Gribin tedavisinde ilk 48 saatin önemli olduğuna dikkat çeken Yuluğ, “İlaçlar ilk 48 saatte asıl etkisini gösterirken, sonrası etkinliği azalıyor. Dolayısıyla ilk 48 saat içinde bir hekime başvurmak hastalığın iyileşmesi açısından çok önemli. Tedaviye erken başlandığında hasta daha çabuk iyileşiyor. Ama gecikmiş ve bütün vücudu etkileyen vakalarda ilacın etkileri de azalıyor” dedi.

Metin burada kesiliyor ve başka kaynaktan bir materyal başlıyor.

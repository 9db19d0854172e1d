//! In-process stand-in for the catalog backend
//!
//! Implements the REST surface the client consumes, with FastAPI-style
//! `{"detail": ...}` error bodies and HS256 bearer tokens.

use std::sync::{
    atomic::{AtomicUsize, Ordering},
    Arc, Mutex,
};

use axum::{
    extract::{Path, Query, State},
    http::{HeaderMap, StatusCode},
    routing::{get, post},
    Form, Json, Router,
};
use jsonwebtoken::{decode, encode, DecodingKey, EncodingKey, Header, Validation};
use serde::{Deserialize, Serialize};
use serde_json::{json, Value};

const SECRET: &[u8] = b"integration-secret";

pub const ADMIN_EMAIL: &str = "admin@library.test";
pub const ADMIN_PASSWORD: &str = "admin-pass";
pub const READER_EMAIL: &str = "reader@library.test";
pub const READER_PASSWORD: &str = "reader-pass";

#[derive(Debug, Serialize, Deserialize)]
struct Claims {
    sub: String,
    email: String,
    is_admin: bool,
    exp: usize,
}

#[derive(Clone)]
struct StoredUser {
    id: String,
    name: String,
    email: String,
    password: String,
    is_admin: bool,
}

impl StoredUser {
    fn to_json(&self) -> Value {
        json!({"id": self.id, "name": self.name, "email": self.email, "is_admin": self.is_admin})
    }
}

#[derive(Clone)]
struct StoredBook {
    id: String,
    title: String,
    author: Option<String>,
    description: Option<String>,
    category: Vec<String>,
    borrowed_by: Option<String>,
}

impl StoredBook {
    fn to_json(&self) -> Value {
        json!({
            "id": self.id,
            "title": self.title,
            "author": self.author,
            "description": self.description,
            "category": self.category,
            "status": if self.borrowed_by.is_some() { "borrowed" } else { "available" },
            "borrowed_by": self.borrowed_by,
        })
    }
}

#[derive(Default)]
struct Data {
    users: Vec<StoredUser>,
    books: Vec<StoredBook>,
    next_id: u64,
}

impl Data {
    fn next_id(&mut self) -> String {
        self.next_id += 1;
        self.next_id.to_string()
    }
}

/// Handle on the running stub
#[derive(Clone)]
pub struct Backend {
    data: Arc<Mutex<Data>>,
    requests: Arc<AtomicUsize>,
}

impl Backend {
    /// Requests received so far
    pub fn request_count(&self) -> usize {
        self.requests.load(Ordering::SeqCst)
    }

    pub fn user_id(&self, email: &str) -> String {
        let data = self.data.lock().unwrap();
        data.users
            .iter()
            .find(|u| u.email == email)
            .map(|u| u.id.clone())
            .expect("seeded user")
    }

    pub fn user_count(&self) -> usize {
        self.data.lock().unwrap().users.len()
    }

    fn hit(&self) {
        self.requests.fetch_add(1, Ordering::SeqCst);
    }
}

type Failure = (StatusCode, Json<Value>);

fn fail(status: StatusCode, detail: &str) -> Failure {
    (status, Json(json!({ "detail": detail })))
}

fn claims(headers: &HeaderMap) -> Result<Claims, Failure> {
    let token = headers
        .get("authorization")
        .and_then(|v| v.to_str().ok())
        .and_then(|v| v.strip_prefix("Bearer "))
        .ok_or_else(|| fail(StatusCode::UNAUTHORIZED, "Not authenticated"))?;

    decode::<Claims>(token, &DecodingKey::from_secret(SECRET), &Validation::default())
        .map(|data| data.claims)
        .map_err(|_| fail(StatusCode::UNAUTHORIZED, "Could not validate credentials"))
}

fn admin_claims(headers: &HeaderMap) -> Result<Claims, Failure> {
    let claims = claims(headers)?;
    if claims.is_admin {
        Ok(claims)
    } else {
        Err(fail(StatusCode::FORBIDDEN, "Not enough permissions"))
    }
}

/// Start the stub on an ephemeral port; returns its base URL
pub async fn spawn() -> (String, Backend) {
    let mut data = Data::default();
    for (name, email, password, is_admin) in [
        ("Admin", ADMIN_EMAIL, ADMIN_PASSWORD, true),
        ("Reader", READER_EMAIL, READER_PASSWORD, false),
    ] {
        let id = data.next_id();
        data.users.push(StoredUser {
            id,
            name: name.to_string(),
            email: email.to_string(),
            password: password.to_string(),
            is_admin,
        });
    }
    for (title, author) in [
        ("Deep Learning", "Ian Goodfellow"),
        ("Python Machine Learning", "Sebastian Raschka"),
        ("The Rust Programming Language", "Steve Klabnik"),
    ] {
        let id = data.next_id();
        data.books.push(StoredBook {
            id,
            title: title.to_string(),
            author: Some(author.to_string()),
            description: None,
            category: vec!["Other".to_string()],
            borrowed_by: None,
        });
    }

    let backend = Backend {
        data: Arc::new(Mutex::new(data)),
        requests: Arc::new(AtomicUsize::new(0)),
    };

    let api = Router::new()
        .route("/users/login", post(login))
        .route("/users/register", post(register))
        .route("/users", get(list_users))
        .route("/users/:id", get(get_user).put(update_user).delete(delete_user))
        .route("/users/:id/books", get(user_books))
        .route("/books", get(list_books).post(create_book))
        .route("/books/:id", get(get_book).delete(delete_book))
        .route("/books/:id/borrow", post(borrow_book))
        .route("/books/:id/return", post(return_book))
        .with_state(backend.clone());

    let app = Router::new().nest("/api", api);

    let listener = tokio::net::TcpListener::bind("127.0.0.1:0")
        .await
        .expect("bind stub backend");
    let addr = listener.local_addr().expect("stub address");
    tokio::spawn(async move {
        axum::serve(listener, app).await.expect("stub backend");
    });

    (format!("http://{}", addr), backend)
}

#[derive(Deserialize)]
struct LoginForm {
    username: String,
    password: String,
}

async fn login(State(backend): State<Backend>, Form(form): Form<LoginForm>) -> Result<Json<Value>, Failure> {
    backend.hit();
    let data = backend.data.lock().unwrap();
    let user = data
        .users
        .iter()
        .find(|u| u.email == form.username && u.password == form.password)
        .ok_or_else(|| fail(StatusCode::UNAUTHORIZED, "Incorrect email or password"))?;

    let claims = Claims {
        sub: user.id.clone(),
        email: user.email.clone(),
        is_admin: user.is_admin,
        exp: 4_102_444_800,
    };
    let token = encode(&Header::default(), &claims, &EncodingKey::from_secret(SECRET))
        .map_err(|_| fail(StatusCode::INTERNAL_SERVER_ERROR, "token"))?;

    Ok(Json(json!({ "access_token": token, "token_type": "bearer" })))
}

#[derive(Deserialize)]
struct RegisterBody {
    name: String,
    email: String,
    password: String,
    #[serde(default)]
    is_admin: bool,
}

async fn register(State(backend): State<Backend>, Json(body): Json<RegisterBody>) -> Result<Json<Value>, Failure> {
    backend.hit();
    let mut data = backend.data.lock().unwrap();
    if data.users.iter().any(|u| u.email == body.email) {
        return Err(fail(StatusCode::BAD_REQUEST, "Email already registered"));
    }
    let user = StoredUser {
        id: data.next_id(),
        name: body.name,
        email: body.email,
        password: body.password,
        is_admin: body.is_admin,
    };
    data.users.push(user.clone());
    Ok(Json(user.to_json()))
}

async fn list_users(State(backend): State<Backend>, headers: HeaderMap) -> Result<Json<Value>, Failure> {
    backend.hit();
    admin_claims(&headers)?;
    let data = backend.data.lock().unwrap();
    let items: Vec<Value> = data.users.iter().map(StoredUser::to_json).collect();
    Ok(Json(json!({ "items": items, "total": items.len() })))
}

async fn get_user(
    State(backend): State<Backend>,
    headers: HeaderMap,
    Path(id): Path<String>,
) -> Result<Json<Value>, Failure> {
    backend.hit();
    let claims = claims(&headers)?;
    if claims.sub != id && !claims.is_admin {
        return Err(fail(StatusCode::FORBIDDEN, "You can only access your own user information"));
    }
    let data = backend.data.lock().unwrap();
    data.users
        .iter()
        .find(|u| u.id == id)
        .map(|u| Json(u.to_json()))
        .ok_or_else(|| fail(StatusCode::NOT_FOUND, "User not found"))
}

#[derive(Deserialize)]
struct UpdateBody {
    name: Option<String>,
    is_admin: Option<bool>,
}

async fn update_user(
    State(backend): State<Backend>,
    headers: HeaderMap,
    Path(id): Path<String>,
    Json(body): Json<UpdateBody>,
) -> Result<Json<Value>, Failure> {
    backend.hit();
    admin_claims(&headers)?;
    let mut data = backend.data.lock().unwrap();
    let user = data
        .users
        .iter_mut()
        .find(|u| u.id == id)
        .ok_or_else(|| fail(StatusCode::NOT_FOUND, "User not found"))?;
    if let Some(name) = body.name {
        user.name = name;
    }
    if let Some(is_admin) = body.is_admin {
        user.is_admin = is_admin;
    }
    Ok(Json(user.to_json()))
}

async fn delete_user(
    State(backend): State<Backend>,
    headers: HeaderMap,
    Path(id): Path<String>,
) -> Result<StatusCode, Failure> {
    backend.hit();
    admin_claims(&headers)?;
    let mut data = backend.data.lock().unwrap();
    let before = data.users.len();
    data.users.retain(|u| u.id != id);
    if data.users.len() == before {
        return Err(fail(StatusCode::NOT_FOUND, "User not found"));
    }
    Ok(StatusCode::NO_CONTENT)
}

async fn user_books(
    State(backend): State<Backend>,
    headers: HeaderMap,
    Path(id): Path<String>,
) -> Result<Json<Value>, Failure> {
    backend.hit();
    claims(&headers)?;
    let data = backend.data.lock().unwrap();
    let books: Vec<&str> = data
        .books
        .iter()
        .filter(|b| b.borrowed_by.as_deref() == Some(id.as_str()))
        .map(|b| b.id.as_str())
        .collect();
    Ok(Json(json!({ "user_id": id, "books": books })))
}

#[derive(Deserialize)]
struct BookQuery {
    title: Option<String>,
}

async fn list_books(State(backend): State<Backend>, Query(query): Query<BookQuery>) -> Json<Value> {
    backend.hit();
    let data = backend.data.lock().unwrap();
    let term = query.title.map(|t| t.to_lowercase());
    let items: Vec<Value> = data
        .books
        .iter()
        .filter(|b| match &term {
            Some(term) => b.title.to_lowercase().contains(term),
            None => true,
        })
        .map(StoredBook::to_json)
        .collect();
    Json(json!({ "items": items, "total": items.len() }))
}

#[derive(Deserialize)]
struct CreateBookBody {
    id: Option<String>,
    title: String,
    author: Option<String>,
    description: Option<String>,
    category: Option<String>,
}

async fn create_book(
    State(backend): State<Backend>,
    headers: HeaderMap,
    Json(body): Json<CreateBookBody>,
) -> Result<Json<Value>, Failure> {
    backend.hit();
    admin_claims(&headers)?;
    let mut data = backend.data.lock().unwrap();
    let id = match body.id {
        Some(id) if data.books.iter().any(|b| b.id == id) => {
            return Err(fail(StatusCode::BAD_REQUEST, "Book id already exists"));
        }
        Some(id) => id,
        None => data.next_id(),
    };
    let book = StoredBook {
        id,
        title: body.title,
        author: body.author,
        description: body.description,
        category: body.category.into_iter().collect(),
        borrowed_by: None,
    };
    data.books.push(book.clone());
    Ok(Json(book.to_json()))
}

async fn get_book(State(backend): State<Backend>, Path(id): Path<String>) -> Result<Json<Value>, Failure> {
    backend.hit();
    let data = backend.data.lock().unwrap();
    data.books
        .iter()
        .find(|b| b.id == id)
        .map(|b| Json(b.to_json()))
        .ok_or_else(|| fail(StatusCode::NOT_FOUND, "Book not found"))
}

#[derive(Deserialize)]
struct BorrowBody {
    user_id: String,
}

async fn borrow_book(
    State(backend): State<Backend>,
    headers: HeaderMap,
    Path(id): Path<String>,
    Json(body): Json<BorrowBody>,
) -> Result<Json<Value>, Failure> {
    backend.hit();
    claims(&headers)?;
    let mut data = backend.data.lock().unwrap();
    let book = data
        .books
        .iter_mut()
        .find(|b| b.id == id)
        .ok_or_else(|| fail(StatusCode::NOT_FOUND, "Book not found"))?;
    if book.borrowed_by.is_some() {
        return Err(fail(StatusCode::BAD_REQUEST, "Book is not available for borrowing"));
    }
    book.borrowed_by = Some(body.user_id);
    Ok(Json(book.to_json()))
}

async fn return_book(
    State(backend): State<Backend>,
    headers: HeaderMap,
    Path(id): Path<String>,
) -> Result<Json<Value>, Failure> {
    backend.hit();
    claims(&headers)?;
    let mut data = backend.data.lock().unwrap();
    let book = data
        .books
        .iter_mut()
        .find(|b| b.id == id)
        .ok_or_else(|| fail(StatusCode::NOT_FOUND, "Book not found"))?;
    if book.borrowed_by.is_none() {
        return Err(fail(StatusCode::BAD_REQUEST, "Book is not borrowed"));
    }
    book.borrowed_by = None;
    Ok(Json(book.to_json()))
}

async fn delete_book(
    State(backend): State<Backend>,
    headers: HeaderMap,
    Path(id): Path<String>,
) -> Result<Json<Value>, Failure> {
    backend.hit();
    admin_claims(&headers)?;
    let mut data = backend.data.lock().unwrap();
    let before = data.books.len();
    data.books.retain(|b| b.id != id);
    if data.books.len() == before {
        return Err(fail(StatusCode::NOT_FOUND, "Book not found"));
    }
    Ok(Json(json!({ "message": "Book deleted" })))
}
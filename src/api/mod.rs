//! Backend API gateway
//!
//! Every call to the catalog backend goes through [`ApiClient`], which
//! attaches the bearer token and turns non-success answers into typed
//! [`AppError`]s. Actual I/O sits behind the [`Transport`] trait.

pub mod http;

use std::sync::Arc;

use async_trait::async_trait;
use reqwest::Method;
use serde::{de::DeserializeOwned, Serialize};
use serde_json::Value;

use crate::{
    error::{AppError, AppResult},
    session::SessionView,
};

pub use http::HttpTransport;

/// Request body
#[derive(Debug, Clone, PartialEq)]
pub enum RequestBody {
    Empty,
    Json(Value),
    /// `application/x-www-form-urlencoded`
    Form(Vec<(String, String)>),
}

/// A request as handed to the transport
#[derive(Debug, Clone, PartialEq)]
pub struct ApiRequest {
    pub method: Method,
    /// Path below the configured endpoint, e.g. `/books/1/borrow`
    pub path: String,
    pub query: Vec<(String, String)>,
    pub body: RequestBody,
    pub bearer: Option<String>,
}

/// Raw backend answer
#[derive(Debug, Clone, PartialEq)]
pub struct ApiResponse {
    pub status: u16,
    pub body: String,
}

impl ApiResponse {
    pub fn new(status: u16, body: impl Into<String>) -> Self {
        Self {
            status,
            body: body.into(),
        }
    }

    pub fn is_success(&self) -> bool {
        (200..300).contains(&self.status)
    }
}

/// Sends requests to the backend
#[cfg_attr(test, mockall::automock)]
#[async_trait]
pub trait Transport: Send + Sync {
    async fn send(&self, request: ApiRequest) -> AppResult<ApiResponse>;
}

/// Which token, if any, goes in the `Authorization` header
#[derive(Debug, Clone, PartialEq)]
pub enum Credentials {
    Anonymous,
    /// The session token, when one exists
    Session,
    /// An explicit token, used before the session holds it
    Bearer(String),
}

#[derive(Clone)]
pub struct ApiClient {
    transport: Arc<dyn Transport>,
    session: SessionView,
}

impl ApiClient {
    pub fn new(transport: Arc<dyn Transport>, session: SessionView) -> Self {
        Self { transport, session }
    }

    pub fn get(&self, path: impl Into<String>) -> Call<'_> {
        self.call(Method::GET, path)
    }

    pub fn post(&self, path: impl Into<String>) -> Call<'_> {
        self.call(Method::POST, path)
    }

    pub fn put(&self, path: impl Into<String>) -> Call<'_> {
        self.call(Method::PUT, path)
    }

    pub fn delete(&self, path: impl Into<String>) -> Call<'_> {
        self.call(Method::DELETE, path)
    }

    fn call(&self, method: Method, path: impl Into<String>) -> Call<'_> {
        Call {
            client: self,
            method,
            path: path.into(),
            query: Vec::new(),
            body: Ok(RequestBody::Empty),
            credentials: Credentials::Session,
            fallback: "Request failed",
        }
    }
}

/// A request being built; consumed by [`Call::send`] or [`Call::send_empty`]
pub struct Call<'a> {
    client: &'a ApiClient,
    method: Method,
    path: String,
    query: Vec<(String, String)>,
    body: AppResult<RequestBody>,
    credentials: Credentials,
    fallback: &'static str,
}

impl<'a> Call<'a> {
    pub fn query(mut self, key: &str, value: &str) -> Self {
        self.query.push((key.to_string(), value.to_string()));
        self
    }

    pub fn json<B: Serialize + ?Sized>(mut self, body: &B) -> Self {
        self.body = serde_json::to_value(body)
            .map(RequestBody::Json)
            .map_err(AppError::from);
        self
    }

    pub fn form(mut self, fields: &[(&str, &str)]) -> Self {
        self.body = Ok(RequestBody::Form(
            fields
                .iter()
                .map(|(k, v)| (k.to_string(), v.to_string()))
                .collect(),
        ));
        self
    }

    pub fn credentials(mut self, credentials: Credentials) -> Self {
        self.credentials = credentials;
        self
    }

    pub fn anonymous(self) -> Self {
        self.credentials(Credentials::Anonymous)
    }

    pub fn bearer(self, token: &str) -> Self {
        self.credentials(Credentials::Bearer(token.to_string()))
    }

    /// Message used when the error body carries none
    pub fn fallback(mut self, message: &'static str) -> Self {
        self.fallback = message;
        self
    }

    /// Send and decode the JSON answer
    pub async fn send<T: DeserializeOwned>(self) -> AppResult<T> {
        let response = self.dispatch().await?;
        let body = response.body.trim();
        let body = if body.is_empty() { "null" } else { body };
        Ok(serde_json::from_str(body)?)
    }

    /// Send and ignore whatever the backend answers on success
    pub async fn send_empty(self) -> AppResult<()> {
        self.dispatch().await.map(|_| ())
    }

    async fn dispatch(self) -> AppResult<ApiResponse> {
        let bearer = match self.credentials {
            Credentials::Anonymous => None,
            Credentials::Session => self.client.session.token().await,
            Credentials::Bearer(token) => Some(token),
        };

        let request = ApiRequest {
            method: self.method,
            path: self.path,
            query: self.query,
            body: self.body?,
            bearer,
        };

        tracing::debug!(
            method = %request.method,
            path = %request.path,
            authenticated = request.bearer.is_some(),
            "Sending request"
        );

        let method = request.method.clone();
        let path = request.path.clone();
        let response = self.client.transport.send(request).await.map_err(|e| {
            tracing::warn!(%method, %path, error = %e, "Request did not complete");
            e
        })?;

        tracing::debug!(%method, %path, status = response.status, "Received response");

        if !response.is_success() {
            let message = error_message(&response.body).unwrap_or_else(|| self.fallback.to_string());
            tracing::warn!(%method, %path, status = response.status, %message, "Backend rejected request");
            return Err(AppError::from_status(response.status, message));
        }

        Ok(response)
    }
}

/// Extract a human-readable message from an error body.
///
/// Looks at `detail` (a string, or a list of `{msg}` objects), then
/// `message`, then `error`.
pub fn error_message(body: &str) -> Option<String> {
    let value: Value = serde_json::from_str(body).ok()?;

    match value.get("detail") {
        Some(Value::String(s)) if !s.is_empty() => return Some(s.clone()),
        Some(Value::Array(entries)) => {
            let messages: Vec<&str> = entries
                .iter()
                .filter_map(|e| e.get("msg").and_then(Value::as_str))
                .collect();
            if !messages.is_empty() {
                return Some(messages.join("; "));
            }
        }
        _ => {}
    }

    ["message", "error"]
        .iter()
        .filter_map(|key| value.get(*key).and_then(Value::as_str))
        .find(|s| !s.is_empty())
        .map(str::to_string)
}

Dr. Yuluğ, yanlış bir inanış olan gripte antibiyotik kullanımının tedaviye yardımcı olmayacağını belirterek, “Gelişi güzel ilaç kullanımından kaçınmalıyız. Aksi halde daha olumsuz durumlar ortaya çıkabilir” ifadelerini kullandı.
“GRİP İÇİN ANTİBİYOTİK KULLANMAYIN”
Bilinçsiz antibiyotik kullanımının yaygın olduğuna dikkat çeken Yuluğ, “Antibiyotikler grip ya da soğuk algınlığı tedavisine yardımcı olmayacaktır. Antibiyotikler bakterileri öldürür, ancak grip veya soğuk algınlığına neden olan virüsler üzerinde herhangi bir etkisi yoktur. Grip, bağışıklık sisteminizi zayıflatabilir ve bakteriyel enfeksiyonlar için kapıyı açabilir. Bu nedenle gribiniz giderek kötüleşiyorsa, bir hekime başvurun. Bakteriyel bir enfeksiyon geçiriyor olabilirsiniz. Ancak bu tür bir durumda antibiyotik tedavisi gerekli olabilir. Gelişi güzel ilaç kullanımından kaçınmalıyız. Bilinçsiz ilaç kullandığımız zaman bazen halsizliğimiz artırıyor, iyileşmemizi geciktiriyoruz. Buna dikkat etmek gerekiyor. İyi beslenmek, vücudun direncini artırmak gerekiyor. En iyi ilaç vücudun kendisidir. Biz sadece vücudu destekleyen ilaçlar veriyoruz” diye konuştu.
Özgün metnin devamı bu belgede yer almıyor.